Marnie, Arroyo, and Hunt on Paradises look backward and elsewhere to genres that rose through the 1990s. “Death in London” finds Marnie and Arroyo’s signature gasps over the kind of splashing, minor-key twists on hip-hop found in Autechre’s earliest braindance. Madchester’s raving piano stabs drive “Kingdom Undersea,” and songs like “We Wrote Our Names in the Dust” hold the tinny drums, clipped handclaps, and faux horns that wriggled up from techno’s underground.

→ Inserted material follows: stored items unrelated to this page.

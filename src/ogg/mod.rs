// Ogg container support
//
// Reading is push-based and lives here; pages are written with the `ogg`
// crate's `PacketWriter`.
//
// OGG File Structure:
// - OGG Page Header (27 bytes)
//   - Capture Pattern: "OggS" (4 bytes)
//   - Version: 0 (1 byte)
//   - Header Type: 1=continuation, 2=bos, 4=eos (1 byte)
//   - Granule Position (8 bytes)
//   - Bitstream Serial Number (4 bytes)
//   - Page Sequence Number (4 bytes)
//   - CRC Checksum (4 bytes)
//   - Number of Page Segments (1 byte)
//   - Segment Table (variable)
//
// Pages of one serial number form a logical bitstream. Packets are split
// into 255-byte lacing segments; a lacing value below 255 ends a packet.

pub mod crc;
pub mod page;
pub mod stream;
pub mod sync;

pub use page::{Page, PageHeader, NO_GRANULE};
pub use stream::{Packet, StreamState};
pub use sync::PageSync;

// OGG signature
pub const OGG_SIGNATURE: &[u8; 4] = b"OggS";

/// Fixed part of a page header, before the segment table
pub const OGG_HEADER_SIZE: usize = 27;

// OGG page header types
pub const OGG_HEADER_TYPE_CONTINUATION: u8 = 0x01;
pub const OGG_HEADER_TYPE_BOS: u8 = 0x02; // Beginning of Stream
pub const OGG_HEADER_TYPE_EOS: u8 = 0x04; // End of Stream
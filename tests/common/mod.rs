// Shared helpers for integration tests
//
// `TestBackend` stands in for a real Opus codec. Its "packets" hold the
// source sample rate followed by raw little-endian f32 samples, so decoded
// output can be compared exactly with the input. The encoder delays its
// output by a configurable lookahead, like a real encoder does.

#![allow(dead_code)]

use std::collections::VecDeque;

use oggopus::codec::{
    CodecError, CodecSettings, MultistreamDecode, MultistreamEncode, OpusBackend,
};
use ogg::{PacketWriteEndInfo, PacketWriter};
use oggopus::opus::{ChannelLayout, OpusHeader, OpusTags};

pub const OPUS_BAD_ARG: i32 = -1;
pub const OPUS_BUFFER_TOO_SMALL: i32 = -2;
pub const OPUS_INVALID_PACKET: i32 = -4;

#[derive(Debug, Clone, Copy, Default)]
pub struct TestBackend {
    /// Encoder delay in samples per channel at the encoding rate
    pub lookahead: usize,
}

impl TestBackend {
    pub fn with_lookahead(lookahead: usize) -> Self {
        TestBackend { lookahead }
    }
}

pub struct TestDecoder {
    sample_rate: u32,
    channels: usize,
}

pub struct TestEncoder {
    sample_rate: u32,
    channels: usize,
    lookahead: usize,
    delay: VecDeque<f32>,
}

impl OpusBackend for TestBackend {
    type Decoder = TestDecoder;
    type Encoder = TestEncoder;

    fn create_decoder(
        &self,
        sample_rate: u32,
        layout: &ChannelLayout,
    ) -> Result<TestDecoder, CodecError> {
        if layout.channels == 0 {
            return Err(CodecError::new(OPUS_BAD_ARG, "invalid argument"));
        }
        Ok(TestDecoder {
            sample_rate,
            channels: usize::from(layout.channels),
        })
    }

    fn create_encoder(
        &self,
        sample_rate: u32,
        layout: &ChannelLayout,
        _settings: &CodecSettings,
    ) -> Result<TestEncoder, CodecError> {
        let channels = usize::from(layout.channels);
        Ok(TestEncoder {
            sample_rate,
            channels,
            lookahead: self.lookahead,
            delay: std::iter::repeat(0.0).take(self.lookahead * channels).collect(),
        })
    }
}

impl MultistreamDecode for TestDecoder {
    fn decode_float(
        &mut self,
        packet: &[u8],
        pcm: &mut [f32],
        max_frame_size: usize,
    ) -> Result<usize, CodecError> {
        let frame_bytes = 4 * self.channels;
        if packet.len() < 4 || (packet.len() - 4) % frame_bytes != 0 {
            return Err(CodecError::new(OPUS_INVALID_PACKET, "corrupted stream"));
        }
        let source_rate = u32::from_le_bytes([packet[0], packet[1], packet[2], packet[3]]);
        if source_rate == 0 {
            return Err(CodecError::new(OPUS_INVALID_PACKET, "corrupted stream"));
        }
        let samples: Vec<f32> = packet[4..]
            .chunks_exact(4)
            .map(|b| f32::from_le_bytes([b[0], b[1], b[2], b[3]]))
            .collect();

        let in_frames = samples.len() / self.channels;
        let out_frames = in_frames * self.sample_rate as usize / source_rate as usize;
        if out_frames > max_frame_size || pcm.len() < out_frames * self.channels {
            return Err(CodecError::new(OPUS_BUFFER_TOO_SMALL, "buffer too small"));
        }

        // Nearest-sample rate conversion
        for frame in 0..out_frames {
            let source = frame * source_rate as usize / self.sample_rate as usize;
            let from = source * self.channels;
            let to = frame * self.channels;
            pcm[to..to + self.channels].copy_from_slice(&samples[from..from + self.channels]);
        }
        Ok(out_frames)
    }
}

impl MultistreamEncode for TestEncoder {
    fn lookahead(&self) -> usize {
        self.lookahead
    }

    fn encode_float(
        &mut self,
        pcm: &[f32],
        frame_size: usize,
        out: &mut [u8],
    ) -> Result<usize, CodecError> {
        let len = frame_size * self.channels;
        if pcm.len() < len {
            return Err(CodecError::new(OPUS_BAD_ARG, "invalid argument"));
        }
        let packet_len = 4 + 4 * len;
        if out.len() < packet_len {
            return Err(CodecError::new(OPUS_BUFFER_TOO_SMALL, "buffer too small"));
        }

        self.delay.extend(&pcm[..len]);
        out[..4].copy_from_slice(&self.sample_rate.to_le_bytes());
        for (chunk, sample) in out[4..packet_len].chunks_exact_mut(4).zip(self.delay.drain(..len)) {
            chunk.copy_from_slice(&sample.to_le_bytes());
        }
        Ok(packet_len)
    }
}

/// Audio packet of the test codec
pub fn audio_packet(sample_rate: u32, samples: &[f32]) -> Vec<u8> {
    let mut packet = sample_rate.to_le_bytes().to_vec();
    for sample in samples {
        packet.extend_from_slice(&sample.to_le_bytes());
    }
    packet
}

pub fn header(channels: u8, pre_skip: u16, input_sample_rate: u32) -> OpusHeader {
    OpusHeader {
        version: 1,
        channels,
        pre_skip,
        input_sample_rate,
        output_gain: 0,
        mapping_family: 0,
        layout: ChannelLayout::single_stream(channels),
    }
}

/// Repeating ramp whose values survive f32 exactly
pub fn ramp(len: usize) -> Vec<f32> {
    (0..len).map(|i| (i % 1000) as f32 / 1000.0).collect()
}

/// Hand-built logical stream: header and tags pages, then one page per packet
pub struct LinkBuilder {
    writer: PacketWriter<'static, Vec<u8>>,
    serial: u32,
    sample_rate: u32,
}

impl LinkBuilder {
    pub fn new(serial: u32, header: &OpusHeader) -> Self {
        let mut writer = PacketWriter::new(Vec::new());
        writer
            .write_packet(header.to_bytes(), serial, PacketWriteEndInfo::EndPage, 0)
            .unwrap();
        writer
            .write_packet(
                OpusTags::new("test vendor").to_bytes(),
                serial,
                PacketWriteEndInfo::EndPage,
                0,
            )
            .unwrap();
        LinkBuilder {
            writer,
            serial,
            sample_rate: header.decode_sample_rate(),
        }
    }

    pub fn packet(self, samples: &[f32], granule: u64, end: PacketWriteEndInfo) -> Self {
        let packet = audio_packet(self.sample_rate, samples);
        self.raw_packet(&packet, granule, end)
    }

    pub fn raw_packet(mut self, data: &[u8], granule: u64, end: PacketWriteEndInfo) -> Self {
        self.writer
            .write_packet(data.to_vec(), self.serial, end, granule)
            .unwrap();
        self
    }

    pub fn finish(self) -> Vec<u8> {
        self.writer.into_inner()
    }
}

/// Each packet on a page of its own, the stream ending with the last one
pub fn single_pages(serial: u32, packets: &[Vec<u8>]) -> Vec<u8> {
    let mut writer = PacketWriter::new(Vec::new());
    for (index, packet) in packets.iter().enumerate() {
        let end = if index + 1 == packets.len() {
            PacketWriteEndInfo::EndStream
        } else {
            PacketWriteEndInfo::EndPage
        };
        writer.write_packet(packet.clone(), serial, end, 0).unwrap();
    }
    writer.into_inner()
}

/// Mono 48 kHz link of 20 ms ramp packets whose final granule is
/// `pre_skip + samples`
pub fn mono_link(serial: u32, pre_skip: u16, samples: usize) -> Vec<u8> {
    let decoded = samples + usize::from(pre_skip);
    let packets = (decoded + 959) / 960;
    let source = ramp(packets * 960);

    let mut link = LinkBuilder::new(serial, &header(1, pre_skip, 48_000));
    for index in 0..packets {
        let last = index + 1 == packets;
        let granule = if last { decoded } else { (index + 1) * 960 };
        let end = if last {
            PacketWriteEndInfo::EndStream
        } else {
            PacketWriteEndInfo::NormalPacket
        };
        link = link.packet(&source[index * 960..(index + 1) * 960], granule as u64, end);
    }
    link.finish()
}
// Stream inspection without decoding
//
// Walks every page, collecting the headers, comments and final granule
// position of each Opus link. Non-Opus logical streams are skipped.

use std::collections::HashMap;
use std::io::Read;

use serde::Serialize;
use tracing::{debug, warn};

use crate::error::{OggOpusError, Result};
use crate::ingest::{ReaderChunks, DEFAULT_CHUNK_SIZE};
use crate::ogg::{PageSync, StreamState, NO_GRANULE};
use crate::opus::{OpusHeader, OpusTags, GRANULE_RATE, OPUS_HEAD};

/// One Opus link of a file
#[derive(Debug, Clone, Serialize)]
pub struct LinkInfo {
    pub serial: u32,
    pub header: OpusHeader,
    /// Comment header, `None` when missing or unreadable
    pub tags: Option<OpusTags>,
    /// Granule position of the last page carrying one, -1 if none did
    pub last_granule: i64,
    pub pages: usize,
    pub duration_secs: f64,
}

impl LinkInfo {
    fn new(serial: u32, header: OpusHeader) -> Self {
        LinkInfo {
            serial,
            header,
            tags: None,
            last_granule: NO_GRANULE,
            pages: 0,
            duration_secs: 0.0,
        }
    }

    /// Playable samples at 48 kHz
    pub fn total_samples(&self) -> u64 {
        let samples = self.last_granule - i64::from(self.header.pre_skip);
        samples.max(0) as u64
    }
}

/// Summary of a whole Ogg/Opus file
#[derive(Debug, Clone, Serialize)]
pub struct StreamInfo {
    pub links: Vec<LinkInfo>,
    pub total_pages: usize,
    pub skipped_bytes: usize,
    pub duration_secs: f64,
}

#[derive(Default)]
struct Tracked {
    stream: Option<StreamState>,
    link: Option<usize>,
    packets: u64,
}

/// Inspect an in-memory Ogg/Opus file
pub fn probe_bytes(data: &[u8]) -> Result<StreamInfo> {
    let mut prober = Prober::default();
    for chunk in data.chunks(DEFAULT_CHUNK_SIZE) {
        prober.push(chunk)?;
    }
    prober.finish()
}

/// Inspect an Ogg/Opus stream from a reader
pub fn probe_reader<R: Read>(reader: R) -> Result<StreamInfo> {
    let mut prober = Prober::default();
    let mut chunks = ReaderChunks::new(reader, DEFAULT_CHUNK_SIZE);
    while let Some(chunk) = chunks.next_chunk()? {
        prober.push(chunk)?;
    }
    prober.finish()
}

#[derive(Default)]
struct Prober {
    sync: PageSync,
    streams: HashMap<u32, Tracked>,
    links: Vec<LinkInfo>,
    total_pages: usize,
}

impl Prober {
    fn push(&mut self, bytes: &[u8]) -> Result<()> {
        self.sync.feed(bytes);
        while let Some(page) = self.sync.page_out()? {
            self.total_pages += 1;
            let serial = page.serial();
            let tracked = self.streams.entry(serial).or_default();

            // A new BOS page restarts the logical stream under this serial
            if page.header.is_bos() || tracked.stream.is_none() {
                tracked.stream = Some(StreamState::new(serial));
                tracked.link = None;
                tracked.packets = 0;
            }
            let Some(stream) = tracked.stream.as_mut() else {
                continue;
            };
            stream.page_in(&page)?;

            while let Some(packet) = stream.packet_out() {
                tracked.packets += 1;
                match (tracked.packets, tracked.link) {
                    (1, _) if packet.bos && packet.starts_with(OPUS_HEAD) => {
                        match OpusHeader::parse(&packet.data) {
                            Ok(header) => {
                                debug!(serial, "found Opus link");
                                tracked.link = Some(self.links.len());
                                self.links.push(LinkInfo::new(serial, header));
                            }
                            Err(e) => warn!(serial, error = %e, "unreadable Opus header"),
                        }
                    }
                    (2, Some(index)) => match OpusTags::parse(&packet.data) {
                        Ok(tags) => self.links[index].tags = Some(tags),
                        Err(e) => warn!(serial, error = %e, "unreadable comment header"),
                    },
                    _ => {}
                }
            }

            if let Some(index) = tracked.link {
                let link = &mut self.links[index];
                link.pages += 1;
                if page.granule_position() != NO_GRANULE {
                    link.last_granule = page.granule_position();
                }
            }
        }
        Ok(())
    }

    fn finish(self) -> Result<StreamInfo> {
        if self.links.is_empty() {
            return Err(OggOpusError::NotAnOpusFile);
        }

        let mut links = self.links;
        for link in &mut links {
            link.duration_secs = link.total_samples() as f64 / f64::from(GRANULE_RATE);
        }
        let duration_secs = links.iter().map(|link| link.duration_secs).sum();

        Ok(StreamInfo {
            links,
            total_pages: self.total_pages,
            skipped_bytes: self.sync.skipped(),
            duration_secs,
        })
    }
}

#[cfg(test)]
mod tests {
    use super::*;
    use ::ogg::{PacketWriteEndInfo, PacketWriter};
    use crate::opus::ChannelLayout;

    fn header_bytes(pre_skip: u16) -> Vec<u8> {
        OpusHeader {
            version: 1,
            channels: 2,
            pre_skip,
            input_sample_rate: 44_100,
            output_gain: 0,
            mapping_family: 0,
            layout: ChannelLayout::single_stream(2),
        }
        .to_bytes()
    }

    fn link(serial: u32, pre_skip: u16, end_granule: u64, title: &str) -> Vec<u8> {
        let mut tags = OpusTags::new("inspect test");
        tags.push("TITLE", title);

        let packets = [
            (header_bytes(pre_skip), 0, PacketWriteEndInfo::EndPage),
            (tags.to_bytes(), 0, PacketWriteEndInfo::EndPage),
            (vec![0xfc; 40], end_granule / 2, PacketWriteEndInfo::EndPage),
            (vec![0xfc; 40], end_granule, PacketWriteEndInfo::EndStream),
        ];
        let mut writer = PacketWriter::new(Vec::new());
        for (data, granule, end) in packets {
            writer.write_packet(data, serial, end, granule).unwrap();
        }
        writer.into_inner()
    }

    #[test]
    fn test_probe_chained_links() {
        let mut data = link(1, 312, 48_312, "first");
        data.extend(link(2, 3840, 3840 + 96_000, "second"));

        let info = probe_bytes(&data).unwrap();
        assert_eq!(info.links.len(), 2);
        assert_eq!(info.total_pages, 8);

        let first = &info.links[0];
        assert_eq!(first.serial, 1);
        assert_eq!(first.header.channels, 2);
        assert_eq!(first.total_samples(), 48_000);
        assert_eq!(first.tags.as_ref().and_then(|t| t.get("title")), Some("first"));

        let second = &info.links[1];
        assert_eq!(second.pages, 4);
        assert_eq!(second.duration_secs, 2.0);
        assert_eq!(info.duration_secs, 3.0);
    }

    #[test]
    fn test_probe_without_opus() {
        let mut writer = PacketWriter::new(Vec::new());
        writer
            .write_packet(b"\x01vorbis".to_vec(), 9, PacketWriteEndInfo::EndStream, 0)
            .unwrap();
        let data = writer.into_inner();

        assert!(matches!(probe_bytes(&data), Err(OggOpusError::NotAnOpusFile)));
    }
}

Ladytron also manage to maintain the kind of intimacy that distanced them from the days of “He Took Her to a Movie” and 604. While there’s still a sense of detachment in their oft-dreamy lyrical delivery, we also hear tracks like “Kingdom Undersea” weaving together all three musicians’ vocal tracks for additional drama. On Paradises, their trademark languor feels much more connected to a shift in desires heard as electronica bloomed at the turn of the century, from hit club singles to album-length artistic statements. “Free, Free” and other songs across the album show Ladytron clearly cognizant how the legacies of contemporaries from Pet Shop Boys through Nightmares on Wax would bleed into the handcrafted individualism of hyperpop and bedroom electronica.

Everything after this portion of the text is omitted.